Deutlich kritischer für die Sicherheit ist die Schnittstellen-Problematik. Die Mehrzahl der Kryptowährungs-Transaktionen erfolgt unter Zuhilfenahme von Zahlungsdienstleistern, die die Umwandlung von traditionellen Währungen in Kryptowährungen et vice versa vornehmen, die in einer Online-Wallet den Private Key speichern etc. Der Kryptowährungs-Nutzer greift hier also auf einen Dritten zurück, dem er – ähnlich einer Geschäftsbank – vertrauen muss. Auch im Kryptowährungs-System treten also Intermediäre auf. Diese sind nicht nur ein potenzielles Angriffsziel, sondern können selbst in betrügerischer Absicht handeln. Die Konsequenz ist das Risiko eines entsprechenden Vermögensverlustes. Bei traditionellen Finanzintermediären tritt dasselbe Problem auf, das Kryptowährungs-System ist diesbezüglich eine relative Verbesserung, da es die Verwendung von Intermediären zumindest zum Teil obsolet werden lässt und keinen dauerhaften Einsatz von Intermediären voraussetzt. Ein ähnliches Verlustrisiko ergibt sich bei Geschäften mit kleinen Transaktionsvolumina. Hier wollen Kunden wie Händler in der Regel nicht warten, bis die Transaktion in der Blockchain bestätigt ist, gerade der Händler trägt damit ein Restrisiko. Dies gilt grundsätzlich auch bei Kartenzahlungen, aber hier gibt es − anders als bei Kryptowährungs-Systemen − Versicherungslösungen, die das Risiko eines Zahlungsausfalls begrenzen.

Ein wesentlicher Vorteil von Kryptowährungen ist die Abwesenheit von Falschgeld. Jeder Nutzer kann, basierend auf der Kenntnis der gesamten Transaktionshistorie, prüfen, ob eine Transaktion valide ist und sie (gegebenenfalls nach einer Wartezeit bzw. wenn die Transaktion durch eine gegebene Zahl von Blöcken bestätigt wurde) akzeptieren. Um die Sicherheit der Transaktionshistorie zu gewährleisten, werden bestimmte Referenzblöcke fest im Quellcode des Bitcoin-Systems festgehalten und damit final fixiert.17

Da Kryptowährungen letztlich softwaregesteuert sind, lassen sich Risiken und Sicherheitslücken nicht mit letzter Sicherheit eliminieren. Dies gilt jedoch im selben Maße für die traditionellen Zahlungssysteme, sodass zusammenfassend festzuhalten bleibt, dass Kryptowährungen in Bezug auf die technische Sicherheit traditionellem Geld nicht nachstehen, sondern möglicherweise sogar überlegen sind, sofern die Nutzer entsprechende Rahmenbedingungen einhalten.

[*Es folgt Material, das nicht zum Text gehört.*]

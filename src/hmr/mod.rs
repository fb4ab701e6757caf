//! HMR Engine
//!
//! Ties the module graph, the client connections and Fast Refresh together.
//!
//! # Update Flow
//!
//! ```text
//! file change ──> invalidate ──> propagate ──> boundaries?
//!                                               │yes         │no
//!                                        update per boundary  full-reload
//!                                               │
//!                                  on_update ──> queue ──(batch window)──> clients
//! ```
//!
//! Outbound messages are queued and flushed once per batch window, so a
//! burst of changes reaches each client as one `update` message.
//!
//! # Module Structure
//!
//! - `message` - JSON wire protocol
//! - `connection` - client sockets and the connection registry
//! - `batch` - outbound queue and coalescing
//! - `options` - engine options and callbacks
//! - `error` - [`HmrError`]

mod batch;
mod connection;
mod error;
mod message;
mod options;

#[cfg(test)]
mod tests;

use std::sync::Arc;
use std::sync::atomic::{AtomicBool, Ordering};

use parking_lot::{Mutex, RwLock, RwLockReadGuard, RwLockWriteGuard};
use rustc_hash::FxHashMap;
use serde_json::Value;

pub use batch::MAX_QUEUED_MESSAGES;
pub use connection::{Connection, ConnectionError, ConnectionId, WsConnection};
pub use error::HmrError;
pub use message::{HmrMessage, HmrUpdate, UpdateKind};
pub use options::{ErrorCallback, HmrOptions, UpdateCallback};

use batch::{BatchQueue, Outbound};
use connection::ConnectionRegistry;

use crate::graph::{BoundaryRules, GraphError, ModuleData, ModuleGraph, ModuleKind, now_millis};
use crate::refresh::{ComponentState, FastRefresh, ModuleExports, ReactiveStateHolder, Signature};

/// Result of [`HmrEngine::complete_refresh`].
#[derive(Debug, Clone, Copy, PartialEq, Eq)]
pub enum RefreshOutcome {
    /// Swapped in place; `restored` signals were written back.
    Refreshed { restored: usize },
    /// Export shape changed, a full reload was broadcast.
    FullReload,
    /// The engine is closed.
    Skipped,
}

/// What a boundary file looked like before the module swap.
#[derive(Default)]
struct Preserved {
    /// Signatures registered at the file
    signatures: Vec<Signature>,
    /// Empty unless `preserve_state` is on
    states: Vec<ComponentState>,
}

struct EngineInner {
    graph: RwLock<ModuleGraph>,
    connections: Mutex<ConnectionRegistry>,
    queue: Mutex<BatchQueue>,
    refresh: FastRefresh,
    /// boundary file → state captured during `handle_update`
    preserved: Mutex<FxHashMap<String, Preserved>>,
    options: HmrOptions,
    closed: AtomicBool,
}

/// Hot module replacement engine. Cheap to clone; clones share state.
#[derive(Clone)]
pub struct HmrEngine {
    inner: Arc<EngineInner>,
}

impl Default for HmrEngine {
    fn default() -> Self {
        Self::build(HmrOptions::default(), BoundaryRules::default())
    }
}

Regionale Verteilung des Bitcoins

Kryptowährungen kennen keine Staatsgrenzen und keine regionalen oder geografischen Hindernisse, die die Nutzung einschränken. Ihr digitaler Charakter erlaubt eine denkbar einfache globale Verwendung. Gleichwohl ist für nationale Akteure das Ausmaß der regionalen Verwendung von Kryptowährungen von großem Interesse, denn die regionale Verteilung gibt Auskunft darüber, wie intensiv sie von den Kryptowährungen tatsächlich betroffen sind. Zu nennen sind hier beispielsweise die deutschen Geschäftsbanken, für die die Intensivierung des Wettbewerbs vehement ist, wenn Kryptowährungs-Transaktionen in Deutschland eine weite Verbreitung finden. Analoges gilt für nationale Behörden wie die Bundesanstalt für Finanzdienstleistungsaufsicht (BaFin), die gegebenenfalls aufsichtsrechtlich einschreiten muss, da sie Kryptowährungs-Transaktionen als Finanzinstrumente in der Form von Rechnungseinheiten eingestuft hat. Oder die Geldpolitik: Die Europäische Zentralbank (EZB) könnte die Kryptowährungen praktisch ignorieren, wenn Bitcoin & Co. nicht im Euroraum, sondern fast ausschließlich in China oder in den USA verwendet würden.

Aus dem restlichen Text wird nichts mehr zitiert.